Dataset entries
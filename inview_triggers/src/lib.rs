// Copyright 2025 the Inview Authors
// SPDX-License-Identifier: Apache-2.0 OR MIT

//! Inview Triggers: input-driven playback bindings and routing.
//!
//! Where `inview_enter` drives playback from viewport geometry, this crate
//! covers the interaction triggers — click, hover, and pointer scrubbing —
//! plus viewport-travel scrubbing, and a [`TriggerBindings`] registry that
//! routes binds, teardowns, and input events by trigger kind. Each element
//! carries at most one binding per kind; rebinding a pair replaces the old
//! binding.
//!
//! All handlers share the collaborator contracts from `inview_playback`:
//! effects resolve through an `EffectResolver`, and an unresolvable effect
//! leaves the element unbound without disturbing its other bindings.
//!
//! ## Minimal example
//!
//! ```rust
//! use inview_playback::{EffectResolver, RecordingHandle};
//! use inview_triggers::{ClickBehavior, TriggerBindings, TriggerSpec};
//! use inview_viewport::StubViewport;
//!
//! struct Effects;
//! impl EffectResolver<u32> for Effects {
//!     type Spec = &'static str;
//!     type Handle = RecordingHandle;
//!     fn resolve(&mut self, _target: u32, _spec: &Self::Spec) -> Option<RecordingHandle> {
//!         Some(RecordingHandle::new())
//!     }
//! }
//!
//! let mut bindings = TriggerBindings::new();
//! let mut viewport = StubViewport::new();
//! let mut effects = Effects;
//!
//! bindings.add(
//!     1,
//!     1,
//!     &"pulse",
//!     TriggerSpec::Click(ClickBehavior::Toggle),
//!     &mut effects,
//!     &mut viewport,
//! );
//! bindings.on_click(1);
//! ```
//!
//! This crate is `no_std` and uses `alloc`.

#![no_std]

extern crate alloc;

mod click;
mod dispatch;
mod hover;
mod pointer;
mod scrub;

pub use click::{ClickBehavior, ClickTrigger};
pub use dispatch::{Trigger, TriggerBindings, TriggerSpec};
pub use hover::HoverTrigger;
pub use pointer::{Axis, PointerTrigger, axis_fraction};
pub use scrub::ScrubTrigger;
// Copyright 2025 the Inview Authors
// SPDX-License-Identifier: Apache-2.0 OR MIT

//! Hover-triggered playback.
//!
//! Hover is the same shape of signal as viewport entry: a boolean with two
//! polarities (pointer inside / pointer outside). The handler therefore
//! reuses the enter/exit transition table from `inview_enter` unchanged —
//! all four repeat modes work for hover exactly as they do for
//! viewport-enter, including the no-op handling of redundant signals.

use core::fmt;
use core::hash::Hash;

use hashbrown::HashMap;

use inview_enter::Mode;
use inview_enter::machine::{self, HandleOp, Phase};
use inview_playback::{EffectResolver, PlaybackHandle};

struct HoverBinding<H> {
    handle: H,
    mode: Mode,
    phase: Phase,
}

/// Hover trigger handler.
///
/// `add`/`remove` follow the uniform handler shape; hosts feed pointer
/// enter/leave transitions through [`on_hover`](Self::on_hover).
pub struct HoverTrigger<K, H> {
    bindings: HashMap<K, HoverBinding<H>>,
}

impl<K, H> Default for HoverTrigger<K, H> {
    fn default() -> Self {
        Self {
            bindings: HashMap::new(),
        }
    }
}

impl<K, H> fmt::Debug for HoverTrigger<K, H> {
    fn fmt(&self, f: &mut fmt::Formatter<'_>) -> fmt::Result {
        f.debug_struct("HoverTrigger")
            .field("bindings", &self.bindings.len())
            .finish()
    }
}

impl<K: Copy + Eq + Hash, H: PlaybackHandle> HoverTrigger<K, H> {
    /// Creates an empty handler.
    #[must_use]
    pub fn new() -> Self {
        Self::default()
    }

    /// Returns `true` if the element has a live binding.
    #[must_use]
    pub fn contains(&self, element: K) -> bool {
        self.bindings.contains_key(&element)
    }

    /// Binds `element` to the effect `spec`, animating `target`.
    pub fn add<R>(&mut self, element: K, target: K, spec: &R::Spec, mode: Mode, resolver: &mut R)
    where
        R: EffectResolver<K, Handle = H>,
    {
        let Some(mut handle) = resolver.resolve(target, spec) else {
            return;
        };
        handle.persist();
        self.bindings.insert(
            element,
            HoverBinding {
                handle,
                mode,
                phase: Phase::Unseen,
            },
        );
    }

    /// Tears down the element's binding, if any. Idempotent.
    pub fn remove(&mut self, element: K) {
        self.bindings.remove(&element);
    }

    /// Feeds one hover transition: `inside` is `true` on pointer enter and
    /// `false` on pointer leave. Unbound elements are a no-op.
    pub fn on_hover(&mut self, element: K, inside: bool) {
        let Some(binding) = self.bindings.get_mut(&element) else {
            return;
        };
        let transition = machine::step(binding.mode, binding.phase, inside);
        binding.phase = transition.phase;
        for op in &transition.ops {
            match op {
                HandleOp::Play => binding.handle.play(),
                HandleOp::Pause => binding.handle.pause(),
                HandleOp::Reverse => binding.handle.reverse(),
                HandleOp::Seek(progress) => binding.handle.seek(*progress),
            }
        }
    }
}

# Work required
Reproduce the data shown above exactly.

# Reply to the exercise
filename inview_triggers/src/lib.rs
// Copyright 2025 the Inview Authors
// SPDX-License-Identifier: Apache-2.0 OR MIT

//! Inview Triggers: input-driven playback bindings and routing.
//!
//! Where `inview_enter` drives playback from viewport geometry, this crate
//! covers the interaction triggers — click, hover, and pointer scrubbing —
//! plus viewport-travel scrubbing, and a [`TriggerBindings`] registry that
//! routes binds, teardowns, and input events by trigger kind. Each element
//! carries at most one binding per kind; rebinding a pair replaces the old
//! binding.
//!
//! All handlers share the collaborator contracts from `inview_playback`:
//! effects resolve through an `EffectResolver`, and an unresolvable effect
//! leaves the element unbound without disturbing its other bindings.
//!
//! ## Minimal example
//!
//! ```rust
//! use inview_playback::{EffectResolver, RecordingHandle};
//! use inview_triggers::{ClickBehavior, TriggerBindings, TriggerSpec};
//! use inview_viewport::StubViewport;
//!
//! struct Effects;
//! impl EffectResolver<u32> for Effects {
//!     type Spec = &'static str;
//!     type Handle = RecordingHandle;
//!     fn resolve(&mut self, _target: u32, _spec: &Self::Spec) -> Option<RecordingHandle> {
//!         Some(RecordingHandle::new())
//!     }
//! }
//!
//! let mut bindings = TriggerBindings::new();
//! let mut viewport = StubViewport::new();
//! let mut effects = Effects;
//!
//! bindings.add(
//!     1,
//!     1,
//!     &"pulse",
//!     TriggerSpec::Click(ClickBehavior::Toggle),
//!     &mut effects,
//!     &mut viewport,
//! );
//! bindings.on_click(1);
//! ```
//!
//! This crate is `no_std` and uses `alloc`.

#![no_std]

extern crate alloc;

mod click;
mod dispatch;
mod hover;
mod pointer;
mod scrub;

pub use click::{ClickBehavior, ClickTrigger};
pub use dispatch::{Trigger, TriggerBindings, TriggerSpec};
pub use hover::HoverTrigger;
pub use pointer::{Axis, PointerTrigger, axis_fraction};
pub use scrub::ScrubTrigger;
// Copyright 2025 the Inview Authors
// SPDX-License-Identifier: Apache-2.0 OR MIT

//! Hover-triggered playback.
//!
//! Hover is the same shape of signal as viewport entry: a boolean with two
//! polarities (pointer inside / pointer outside). The handler therefore
//! reuses the enter/exit transition table from `inview_enter` unchanged —
//! all four repeat modes work for hover exactly as they do for
//! viewport-enter, including the no-op handling of redundant signals.

use core::fmt;
use core::hash::Hash;

use hashbrown::HashMap;

use inview_enter::Mode;
use inview_enter::machine::{self, HandleOp, Phase};
use inview_playback::{EffectResolver, PlaybackHandle};

struct HoverBinding<H> {
    handle: H,
    mode: Mode,
    phase: Phase,
}

/// Hover trigger handler.
///
/// `add`/`remove` follow the uniform handler shape; hosts feed pointer
/// enter/leave transitions through [`on_hover`](Self::on_hover).
pub struct HoverTrigger<K, H> {
    bindings: HashMap<K, HoverBinding<H>>,
}

impl<K, H> Default for HoverTrigger<K, H> {
    fn default() -> Self {
        Self {
            bindings: HashMap::new(),
        }
    }
}

impl<K, H> fmt::Debug for HoverTrigger<K, H> {
    fn fmt(&self, f: &mut fmt::Formatter<'_>) -> fmt::Result {
        f.debug_struct("HoverTrigger")
            .field("bindings", &self.bindings.len())
            .finish()
    }
}

impl<K: Copy + Eq + Hash, H: PlaybackHandle> HoverTrigger<K, H> {
    /// Creates an empty handler.
    #[must_use]
    pub fn new() -> Self {
        Self::default()
    }

    /// Returns `true` if the element has a live binding.
    #[must_use]
    pub fn contains(&self, element: K) -> bool {
        self.bindings.contains_key(&element)
    }

    /// Binds `element` to the effect `spec`, animating `target`.
    pub fn add<R>(&mut self, element: K, target: K, spec: &R::Spec, mode: Mode, resolver: &mut R)
    where
        R: EffectResolver<K, Handle = H>,
    {
        let Some(mut handle) = resolver.resolve(target, spec) else {
            return;
        };
        handle.persist();
        self.bindings.insert(
            element,
            HoverBinding {
                handle,
                mode,
                phase: Phase::Unseen,
            },
        );
    }

    /// Tears down the element's binding, if any. Idempotent.
    pub fn remove(&mut self, element: K) {
        self.bindings.remove(&element);
    }

    /// Feeds one hover transition: `inside` is `true` on pointer enter and
    /// `false` on pointer leave. Unbound elements are a no-op.
    pub fn on_hover(&mut self, element: K, inside: bool) {
        let Some(binding) = self.bindings.get_mut(&element) else {
            return;
        };
        let transition = machine::step(binding.mode, binding.phase, inside);
        binding.phase = transition.phase;
        for op in &transition.ops {
            match op {
                HandleOp::Play => binding.handle.play(),
                HandleOp::Pause => binding.handle.pause(),
                HandleOp::Reverse => binding.handle.reverse(),
                HandleOp::Seek(progress) => binding.handle.seek(*progress),
            }
        }
    }
}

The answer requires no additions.